Cabut fatwa MUI Sampang

Sementara itu, tokoh Islam Syiah di Sampang, yang kini berstatus sebagai pengungsi, Iklil Milal mengatakan, usulan pemindahan sementara ke lokasi baru, bukanlah prioritas utama yang mereka inginkan.

"Tapi bagaimana kami ini dianggap sebagai bagian warga Sampang, yang berhak hidup layak," kata Iklil Milal, saat dihubungi wartawan BBC Indonesia, Heyder Affan, melalui telepon genggamnya, Rabu (16/01) sore.

"Walaupun kami dipindahkan ke tempat lain yang disebut manusiawi itu, menurut saya yang lebih manusiawi, adalah masalah keselamatan kami. Karena memang dengan adanya fatwa (MUI Sampang) sesat itu, kami akan terancam di manapun."
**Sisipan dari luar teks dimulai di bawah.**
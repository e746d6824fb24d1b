use chrono::NaiveDate;
use shared::{
    domain::{MovieId, YearMonth},
    error::{ApiError, ErrorCode},
};
use thiserror::Error;

#[derive(Debug, Clone, PartialEq, Eq, Error)]
pub enum CalendarError {
    #[error("failed to fetch releases: {0}")]
    DataFetch(String),
    #[error("invalid month {month} for year {year}")]
    InvalidMonth { year: i32, month: u32 },
    #[error("date {date} is outside the displayed month {month}")]
    SelectionOutsideMonth { date: NaiveDate, month: YearMonth },
    #[error("notification change for movie {0} is still pending")]
    TogglePending(MovieId),
    #[error("failed to update notification subscription: {0}")]
    Subscription(String),
}

impl CalendarError {
    pub fn code(&self) -> ErrorCode {
        match self {
            Self::DataFetch(_) => ErrorCode::DataFetchFailure,
            Self::InvalidMonth { .. } | Self::SelectionOutsideMonth { .. } => {
                ErrorCode::InvalidState
            }
            Self::TogglePending(_) => ErrorCode::Conflict,
            Self::Subscription(_) => ErrorCode::Internal,
        }
    }
}

impl From<CalendarError> for ApiError {
    fn from(value: CalendarError) -> Self {
        ApiError::new(value.code(), value.to_string())
    }
}
//! Per-movie release notification flags.
//!
//! [`NotificationToggles::toggle`] is the purely local optimistic flip.
//! [`NotificationSync`] reconciles the same state with a
//! [`SubscriptionBackend`], keeping a change pending until the backend
//! confirms it and rolling back on failure.

use std::{collections::HashMap, sync::Arc};

use release_source::{LocalSubscriptionBackend, SubscriptionBackend};
use serde::{Deserialize, Serialize};
use shared::domain::{MovieId, UserId};
use tokio::sync::Mutex;
use tracing::{debug, warn};

use crate::error::CalendarError;

#[derive(Debug, Clone, Copy, PartialEq, Eq, Default, Serialize, Deserialize)]
#[serde(tag = "state", rename_all = "snake_case")]
pub enum Subscription {
    #[default]
    Unsubscribed,
    Pending {
        target: bool,
    },
    Subscribed,
}

impl Subscription {
    fn settled(enabled: bool) -> Self {
        if enabled {
            Self::Subscribed
        } else {
            Self::Unsubscribed
        }
    }

    /// What the bell icon shows. A pending change displays its target.
    pub fn is_enabled(self) -> bool {
        matches!(self, Self::Subscribed | Self::Pending { target: true })
    }

    pub fn is_pending(self) -> bool {
        matches!(self, Self::Pending { .. })
    }
}

#[derive(Debug, Clone, PartialEq, Eq)]
pub struct PendingToggle {
    user_id: UserId,
    movie_id: MovieId,
    previous: bool,
    target: bool,
}

impl PendingToggle {
    pub fn target(&self) -> bool {
        self.target
    }
}

#[derive(Debug, Default)]
pub struct NotificationToggles {
    entries: HashMap<(UserId, MovieId), Subscription>,
}

impl NotificationToggles {
    pub fn state(&self, user_id: UserId, movie_id: &MovieId) -> Subscription {
        self.entries
            .get(&(user_id, movie_id.clone()))
            .copied()
            .unwrap_or_default()
    }

    pub fn is_enabled(&self, user_id: UserId, movie_id: &MovieId) -> bool {
        self.state(user_id, movie_id).is_enabled()
    }

    /// Flips the local flag and returns the new value.
    pub fn toggle(&mut self, user_id: UserId, movie_id: &MovieId) -> bool {
        let enabled = !self.is_enabled(user_id, movie_id);
        self.entries
            .insert((user_id, movie_id.clone()), Subscription::settled(enabled));
        enabled
    }

    pub fn begin_toggle(
        &mut self,
        user_id: UserId,
        movie_id: &MovieId,
    ) -> Result<PendingToggle, CalendarError> {
        let current = self.state(user_id, movie_id);
        if current.is_pending() {
            return Err(CalendarError::TogglePending(movie_id.clone()));
        }
        let previous = current.is_enabled();
        let target = !previous;
        self.entries
            .insert((user_id, movie_id.clone()), Subscription::Pending { target });
        Ok(PendingToggle {
            user_id,
            movie_id: movie_id.clone(),
            previous,
            target,
        })
    }

    /// Settles a pending change at its target value.
    pub fn commit(&mut self, pending: PendingToggle) -> bool {
        self.settle(pending.user_id, pending.movie_id, pending.target, pending.target)
    }

    /// Restores the value from before the pending change.
    pub fn rollback(&mut self, pending: PendingToggle) -> bool {
        self.settle(pending.user_id, pending.movie_id, pending.target, pending.previous)
    }

    fn settle(&mut self, user_id: UserId, movie_id: MovieId, target: bool, value: bool) -> bool {
        let key = (user_id, movie_id);
        let entry = self.entries.entry(key).or_default();
        if *entry != (Subscription::Pending { target }) {
            // Superseded by a local toggle.
            return entry.is_enabled();
        }
        *entry = Subscription::settled(value);
        value
    }
}

pub struct NotificationSync {
    backend: Arc<dyn SubscriptionBackend>,
    toggles: Mutex<NotificationToggles>,
}

impl NotificationSync {
    pub fn new(backend: Arc<dyn SubscriptionBackend>) -> Self {
        Self {
            backend,
            toggles: Mutex::new(NotificationToggles::default()),
        }
    }

    pub fn local() -> Self {
        Self::new(Arc::new(LocalSubscriptionBackend::default()))
    }

    pub async fn state(&self, user_id: UserId, movie_id: &MovieId) -> Subscription {
        self.toggles.lock().await.state(user_id, movie_id)
    }

    /// Shows the new value immediately, then confirms it with the backend.
    /// On failure the previous value is restored and the error returned.
    pub async fn toggle(&self, user_id: UserId, movie_id: &MovieId) -> Result<bool, CalendarError> {
        let pending = self.toggles.lock().await.begin_toggle(user_id, movie_id)?;
        let target = pending.target();
        match self
            .backend
            .set_subscription(user_id, movie_id, target)
            .await
        {
            Ok(()) => {
                debug!(user_id = user_id.0, %movie_id, enabled = target, "notification change confirmed");
                Ok(self.toggles.lock().await.commit(pending))
            }
            Err(err) => {
                warn!(user_id = user_id.0, %movie_id, error = %err, "notification change rolled back");
                self.toggles.lock().await.rollback(pending);
                Err(CalendarError::Subscription(format!("{err:#}")))
            }
        }
    }
}

#[cfg(test)]
#[path = "tests/notification_tests.rs"]
mod tests;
Iklil Milal, tokoh Islam Syiah di Sampang, Madura.

"Masalahnya bukan (pada) masalah rumah, tapi fatwa Majelis Ulama Indonesia (MUI) Sampang yang menyatakan ajaran Syiah itu sesat," kata Iklil.

Sebelum sekelompok orang menyerbu dan membakar sebagian rumah milik warga Syiah di Sampang, MUI Sampang telah mengeluarkan fatwa yang isinya menyatakan ajaran Syiah masuk kategori sesat.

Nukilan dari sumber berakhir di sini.